With Emerging Markets, Quality Trumps Quantity

The recent volatility and underperformance of many emerging-markets assets have brought to light the evolution of their investability.

Serbian Central Bank And Retail

A trader packs eggs for a customer at a stall on a market in Belgrade, Serbia, on Wednesday, June 1, 2011. Serbia’s economy is emerging from a recession with gross domestic product projected to grow about 3 percent this year, according to the central bank. Photographer: Oliver Bunic/Bloomberg

Oliver Bunic/Bloomberg

We at Investec Asset Management believe that emerging economies are still in the early stages of a half-century-long catch-up with the developed world. Several factors are driving this process, most notably greater reliance on market mechanisms, the diffusion of technology and broad improvements in political governance and stability. The next phase of emerging-markets growth, however, will mean a different set of challenges for these economies: namely, how to ensure broad-based development of institutions, political structures and corporate governance in an environment in which economic growth is shared by a large swath of the population. Essentially, rather than the quantity of growth, investors should be thinking more about the quality of economic expansion and development.

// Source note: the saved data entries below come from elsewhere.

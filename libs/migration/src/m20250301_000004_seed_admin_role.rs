use sea_orm_migration::prelude::*;

/// Fixed id of the seeded `admin` role
pub const ADMIN_ROLE_ID: &str = "01950000-0000-7000-8000-000000000001";

#[derive(DeriveMigrationName)]
pub struct Migration;

#[async_trait::async_trait]
impl MigrationTrait for Migration {
    async fn up(&self, manager: &SchemaManager) -> Result<(), DbErr> {
        let db = manager.get_connection();

        db.execute_unprepared(&format!(
            r#"
            INSERT INTO roles (id, name, description, created_at, updated_at)
            VALUES ('{ADMIN_ROLE_ID}', 'admin', 'Full access to users and roles', NOW(), NOW())
            ON CONFLICT (id) DO NOTHING
            "#
        ))
        .await?;

        db.execute_unprepared(&format!(
            r#"
            INSERT INTO permissions (id, role_id, name, is_allowed, created_at, updated_at)
            VALUES
                ('01950000-0000-7000-8000-000000000101', '{ADMIN_ROLE_ID}', 'users.read', true, NOW(), NOW()),
                ('01950000-0000-7000-8000-000000000102', '{ADMIN_ROLE_ID}', 'users.write', true, NOW(), NOW()),
                ('01950000-0000-7000-8000-000000000103', '{ADMIN_ROLE_ID}', 'roles.read', true, NOW(), NOW()),
                ('01950000-0000-7000-8000-000000000104', '{ADMIN_ROLE_ID}', 'roles.write', true, NOW(), NOW())
            ON CONFLICT (id) DO NOTHING
            "#
        ))
        .await?;

        Ok(())
    }

    async fn down(&self, manager: &SchemaManager) -> Result<(), DbErr> {
        manager
            .get_connection()
            .execute_unprepared(&format!("DELETE FROM roles WHERE id = '{ADMIN_ROLE_ID}'"))
            .await?;

        Ok(())
    }
}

Over the past ten years, when assessing the attractiveness of a given economy, the investment community has focused on the level of economic growth in emerging markets, specifically any rises in gross domestic product. But not much interest has been directed to the sustainability of this growth or its distribution within society, both of which are key components for the long-term development of an economy. Over the short term, aggregate economic growth is not a sufficient driver of investment performance, both on the equity and on the fixed-income sides. Historically, there has been an insignificant relationship between aggregate economic growth and equity returns. There are many reasons for this, including:

• GDP growth is a backward-looking statistic, whereas equity markets show the present value and look toward future growth and earnings.

• GDP measures one nation’s economic output. Stock market indexes — in emerging as well as developed markets — reflect earnings for numerous countries, a key measure in the globalized economy.

• Equity returns correlate more with the bottom line, whereas GDP is more closely associated with the top line. Many emerging markets have not been able to translate expansion in gross sales and revenues into net earnings.

• GDP gives little sense of the distribution of economic growth within a society, that is, who is actually benefiting from a country’s total increase in output. Over the long term, though, there is likely to be a stronger connection between GDP and the distribution of economic growth, but investors should be wary of equating the two because one doesn’t necessarily lead to the other.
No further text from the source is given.